##### Available records #####
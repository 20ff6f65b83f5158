//! Client of the keys API, the off-chain index of staking module keys and operators.

use std::time::Duration;

use async_trait::async_trait;
use guardian_core::keys::{BlockSnapshot, ModuleRegistry, RegistryKey, RegistryOperator, StakingModule};
use reqwest::Client;
use serde::de::DeserializeOwned;
use serde::Deserialize;
use snafu::{ResultExt, Snafu};
use url::Url;

/// Default timeout of a single keys API request.
pub const FETCH_REQUEST_TIMEOUT: Duration = Duration::from_secs(300);

/// Errors returned by a [`KeysRegistry`].
#[derive(Debug, Snafu)]
#[snafu(visibility(pub))]
pub enum KeysApiError {
    /// The request failed or returned a non-success status.
    #[snafu(display("Keys API request to {url} failed: {source}"))]
    Request {
        /// Requested endpoint.
        url: Url,
        /// HTTP error.
        source: reqwest::Error,
    },

    /// An endpoint path could not be joined to the base URL.
    #[snafu(display("Invalid keys API endpoint {path}: {source}"))]
    Endpoint {
        /// The path.
        path: String,
        /// URL error.
        source: url::ParseError,
    },

    /// The API has no data yet.
    #[snafu(display("Keys API not synced, please wait"))]
    NotSynced,

    /// Keys and operators were served from different blocks.
    #[snafu(display(
        "Keys API snapshots differ: keys at {keys_block}, operators at {operators_block}"
    ))]
    SnapshotMismatch {
        /// Block of the keys response.
        keys_block: u64,
        /// Block of the operators response.
        operators_block: u64,
    },
}

/// Result alias of this module.
pub type Result<T, E = KeysApiError> = std::result::Result<T, E>;

/// Every module with its keys and operators at one block.
#[derive(Clone, Debug, PartialEq, Eq)]
pub struct RegistrySnapshot {
    /// Modules in the order the API lists them.
    pub modules: Vec<ModuleRegistry>,
    /// Block the data was indexed at.
    pub block: BlockSnapshot,
}

/// Source of staking module keys and operators.
#[async_trait]
pub trait KeysRegistry: Send + Sync + std::fmt::Debug {
    /// Keys and operators of every module at the latest indexed block.
    async fn snapshot(&self) -> Result<RegistrySnapshot>;
}

#[derive(Debug, Deserialize)]
#[serde(rename_all = "camelCase")]
pub(crate) struct Meta {
    el_block_snapshot: Option<BlockSnapshot>,
}

#[derive(Debug, Deserialize)]
pub(crate) struct ModuleKeys {
    module: StakingModule,
    keys: Vec<RegistryKey>,
}

#[derive(Debug, Deserialize)]
pub(crate) struct ModuleOperators {
    module: StakingModule,
    operators: Vec<RegistryOperator>,
}

#[derive(Debug, Deserialize)]
#[serde(bound(deserialize = "T: Deserialize<'de>"))]
pub(crate) struct ListResponse<T> {
    #[serde(default)]
    data: Vec<T>,
    meta: Option<Meta>,
}

impl<T> ListResponse<T> {
    fn into_parts(self) -> Result<(Vec<T>, BlockSnapshot)> {
        match self.meta.and_then(|m| m.el_block_snapshot) {
            Some(block) if !self.data.is_empty() => Ok((self.data, block)),
            _ => NotSyncedSnafu.fail(),
        }
    }
}

/// Joins the keys and operators listings by module id.
pub(crate) fn join_snapshot(
    keys: ListResponse<ModuleKeys>,
    operators: ListResponse<ModuleOperators>,
) -> Result<RegistrySnapshot> {
    let (keys, keys_block) = keys.into_parts()?;
    let (mut operators, operators_block) = operators.into_parts()?;
    if keys_block.block_hash != operators_block.block_hash {
        return SnapshotMismatchSnafu {
            keys_block: keys_block.block_number,
            operators_block: operators_block.block_number,
        }
        .fail();
    }

    let modules = keys
        .into_iter()
        .map(|entry| {
            let operators = operators
                .iter()
                .position(|o| o.module.id == entry.module.id)
                .map(|i| operators.swap_remove(i).operators)
                .unwrap_or_default();
            ModuleRegistry {
                module: entry.module,
                keys: entry.keys,
                operators,
            }
        })
        .collect();

    Ok(RegistrySnapshot {
        modules,
        block: keys_block,
    })
}

/// [`KeysRegistry`] over the keys API HTTP endpoints.
#[derive(Debug, Clone)]
pub struct HttpKeysRegistry {
    client: Client,
    base: Url,
    timeout: Duration,
}

impl HttpKeysRegistry {
    /// A client of the keys API at `base` abandoning requests slower than `timeout`.
    pub fn new(base: Url, timeout: Duration) -> Self {
        Self {
            client: Client::new(),
            base,
            timeout,
        }
    }

    async fn fetch<T: DeserializeOwned>(&self, path: &str) -> Result<T> {
        let url = self.base.join(path).context(EndpointSnafu { path })?;
        self.client
            .get(url.clone())
            .timeout(self.timeout)
            .send()
            .await
            .and_then(reqwest::Response::error_for_status)
            .context(RequestSnafu { url: url.clone() })?
            .json()
            .await
            .context(RequestSnafu { url })
    }
}

#[async_trait]
impl KeysRegistry for HttpKeysRegistry {
    async fn snapshot(&self) -> Result<RegistrySnapshot> {
        let (keys, operators) = tokio::try_join!(
            self.fetch::<ListResponse<ModuleKeys>>("v1/modules/keys"),
            self.fetch::<ListResponse<ModuleOperators>>("v1/operators"),
        )?;
        join_snapshot(keys, operators)
    }
}

#[cfg(test)]
mod tests {
    use alloy::primitives::B256;
    use serde_json::{json, Value};

    use super::*;

    fn module(id: u64) -> Value {
        json!({
            "id": id,
            "stakingModuleAddress": format!("0x{:040x}", id),
            "nonce": 12,
            "lastChangedBlockHash": B256::repeat_byte(0x0c),
            "name": "curated",
            "type": "curated-onchain-v1",
        })
    }

    fn meta(block_number: u64, hash_byte: u8) -> Value {
        json!({
            "elBlockSnapshot": {
                "blockNumber": block_number,
                "blockHash": B256::repeat_byte(hash_byte),
                "timestamp": 1_700_000_000u64,
            }
        })
    }

    fn keys_response(meta: Value) -> ListResponse<ModuleKeys> {
        serde_json::from_value(json!({
            "data": [
                {
                    "module": module(1),
                    "keys": [{
                        "key": format!("0x{}", "11".repeat(48)),
                        "depositSignature": format!("0x{}", "22".repeat(96)),
                        "operatorIndex": 0,
                        "used": false,
                        "vetted": true,
                        "index": 4,
                        "moduleAddress": format!("0x{:040x}", 1),
                    }],
                },
                { "module": module(2), "keys": [] },
            ],
            "meta": meta,
        }))
        .unwrap()
    }

    fn operators_response(meta: Value) -> ListResponse<ModuleOperators> {
        serde_json::from_value(json!({
            "data": [{
                "module": module(1),
                "operators": [{
                    "index": 0,
                    "active": true,
                    "name": "op",
                    "rewardAddress": format!("0x{:040x}", 9),
                    "stakingLimit": 10,
                    "stoppedValidators": 0,
                    "totalSigningKeys": 12,
                    "usedSigningKeys": 4,
                    "moduleAddress": format!("0x{:040x}", 1),
                }],
            }],
            "meta": meta,
        }))
        .unwrap()
    }

    #[test]
    fn listings_are_joined_by_module() {
        let snapshot = join_snapshot(keys_response(meta(900, 7)), operators_response(meta(900, 7))).unwrap();

        assert_eq!(snapshot.block.block_number, 900);
        assert_eq!(snapshot.modules.len(), 2);
        assert_eq!(snapshot.modules[0].keys[0].index, 4);
        assert_eq!(snapshot.modules[0].operators[0].used_signing_keys, 4);
        assert!(snapshot.modules[1].operators.is_empty());
    }

    #[test]
    fn mismatching_snapshots_are_rejected() {
        let result = join_snapshot(keys_response(meta(900, 7)), operators_response(meta(901, 8)));
        assert!(matches!(
            result,
            Err(KeysApiError::SnapshotMismatch {
                keys_block: 900,
                operators_block: 901
            })
        ));
    }

    #[test]
    fn unsynced_api_is_an_error() {
        let empty: ListResponse<ModuleKeys> = serde_json::from_value(json!({ "data": [] })).unwrap();
        assert!(matches!(
            join_snapshot(empty, operators_response(meta(900, 7))),
            Err(KeysApiError::NotSynced)
        ));
    }

    #[tokio::test]
    async fn unresponsive_api_times_out() {
        let listener = tokio::net::TcpListener::bind("127.0.0.1:0").await.unwrap();
        let addr = listener.local_addr().unwrap();
        // accept and never answer
        let server = tokio::spawn(async move {
            let mut held = Vec::new();
            while let Ok((socket, _)) = listener.accept().await {
                held.push(socket);
            }
        });

        let base = Url::parse(&format!("http://{addr}/")).unwrap();
        let registry = HttpKeysRegistry::new(base, Duration::from_millis(100));
        let error = tokio::time::timeout(Duration::from_secs(5), registry.snapshot())
            .await
            .expect("request was not abandoned")
            .unwrap_err();

        assert!(matches!(error, KeysApiError::Request { ref source, .. } if source.is_timeout()));
        server.abort();
    }
}
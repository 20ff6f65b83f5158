//! Guardian message signing.
//!
//! The security module recovers the guardian from a raw secp256k1 signature over
//! `keccak256(prefix ++ fields)`, with every numeric field packed as a 32 byte word. This module
//! builds those payloads and signs them with the guardian key.

use alloy::primitives::{Address, Bytes, B256, U256};
use k256::ecdsa::{RecoveryId, SigningKey};
use serde::{Deserialize, Serialize};
use sha3::{Digest, Keccak256};
use snafu::Snafu;

/// Errors raised while loading a key or signing.
#[derive(Debug, Snafu)]
pub enum SigningError {
    /// The private key bytes are not a valid secp256k1 scalar.
    #[snafu(display("Invalid guardian private key"))]
    InvalidPrivateKey,

    /// The signer failed to produce a signature.
    #[snafu(display("Failed to sign guardian message: {message}"))]
    SignFailed {
        /// Error reported by the signer.
        message: String,
    },
}

/// Specialized `Result` type for signing.
pub type Result<T, E = SigningError> = core::result::Result<T, E>;

/// A secp256k1 signature in the shape the security module accepts.
#[derive(Clone, Copy, Debug, PartialEq, Eq, Serialize, Deserialize)]
pub struct GuardianSignature {
    /// The `r` scalar.
    pub r: B256,
    /// The `s` scalar.
    pub s: B256,
    /// Recovery byte, 27 or 28.
    pub v: u8,
    /// EIP-2098 compact `s` with the parity in the top bit.
    #[serde(rename = "_vs")]
    pub vs: B256,
}

/// The guardian's signing key and the address derived from it.
#[derive(Clone)]
pub struct GuardianKey {
    signing_key: SigningKey,
    address: Address,
}

impl std::fmt::Debug for GuardianKey {
    fn fmt(&self, f: &mut std::fmt::Formatter<'_>) -> std::fmt::Result {
        f.debug_struct("GuardianKey")
            .field("address", &self.address)
            .finish_non_exhaustive()
    }
}

impl GuardianKey {
    /// Loads a key from its 32 raw bytes.
    pub fn from_bytes(private_key: &[u8]) -> Result<Self> {
        let signing_key =
            SigningKey::from_slice(private_key).map_err(|_| SigningError::InvalidPrivateKey)?;
        let address = public_key_address(&signing_key);
        Ok(Self {
            signing_key,
            address,
        })
    }

    /// The Ethereum address of the guardian.
    pub fn address(&self) -> Address {
        self.address
    }

    /// Signs `keccak256(payload)`.
    pub fn sign_payload(&self, payload: &[u8]) -> Result<GuardianSignature> {
        let digest = Keccak256::new_with_prefix(payload);
        let (signature, recovery_id) = self
            .signing_key
            .sign_digest_recoverable(digest)
            .map_err(|e| SigningError::SignFailed {
                message: e.to_string(),
            })?;

        let r = B256::from_slice(&signature.r().to_bytes());
        let s = B256::from_slice(&signature.s().to_bytes());
        Ok(compose_signature(r, s, recovery_id))
    }
}

fn compose_signature(r: B256, s: B256, recovery_id: RecoveryId) -> GuardianSignature {
    let mut vs = s;
    if recovery_id.is_y_odd() {
        vs.0[0] |= 0x80;
    }
    GuardianSignature {
        r,
        s,
        v: 27 + recovery_id.to_byte(),
        vs,
    }
}

fn public_key_address(signing_key: &SigningKey) -> Address {
    let encoded = signing_key.verifying_key().to_encoded_point(false);
    // Skip the 0x04 prefix of the uncompressed point
    let hash = Keccak256::digest(&encoded.as_bytes()[1..]);
    Address::from_slice(&hash[12..])
}

fn word(value: u64) -> [u8; 32] {
    U256::from(value).to_be_bytes::<32>()
}

/// Payload of a deposit attestation.
pub fn deposit_payload(
    prefix: B256,
    block_number: u64,
    block_hash: B256,
    deposit_root: B256,
    staking_module_id: u64,
    nonce: u64,
) -> Vec<u8> {
    [
        prefix.0,
        word(block_number),
        block_hash.0,
        deposit_root.0,
        word(staking_module_id),
        word(nonce),
    ]
    .concat()
}

/// Payload of a per-module pause.
pub fn pause_v2_payload(prefix: B256, block_number: u64, staking_module_id: u64) -> Vec<u8> {
    [prefix.0, word(block_number), word(staking_module_id)].concat()
}

/// Payload of a protocol wide pause.
pub fn pause_v3_payload(prefix: B256, block_number: u64) -> Vec<u8> {
    [prefix.0, word(block_number)].concat()
}

/// Payload of an unvet request.
pub fn unvet_payload(
    prefix: B256,
    block_number: u64,
    block_hash: B256,
    staking_module_id: u64,
    nonce: u64,
    operator_ids: &Bytes,
    vetted_keys_by_operator: &Bytes,
) -> Vec<u8> {
    let mut payload = [
        prefix.0,
        word(block_number),
        block_hash.0,
        word(staking_module_id),
        word(nonce),
    ]
    .concat();
    payload.extend_from_slice(operator_ids);
    payload.extend_from_slice(vetted_keys_by_operator);
    payload
}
#####
Using the listing, collect all lines in which the string "Errors" is found.

> _Result of this task_:
/// Errors returned by a [`KeysRegistry`].
/// Errors raised while loading a key or signing.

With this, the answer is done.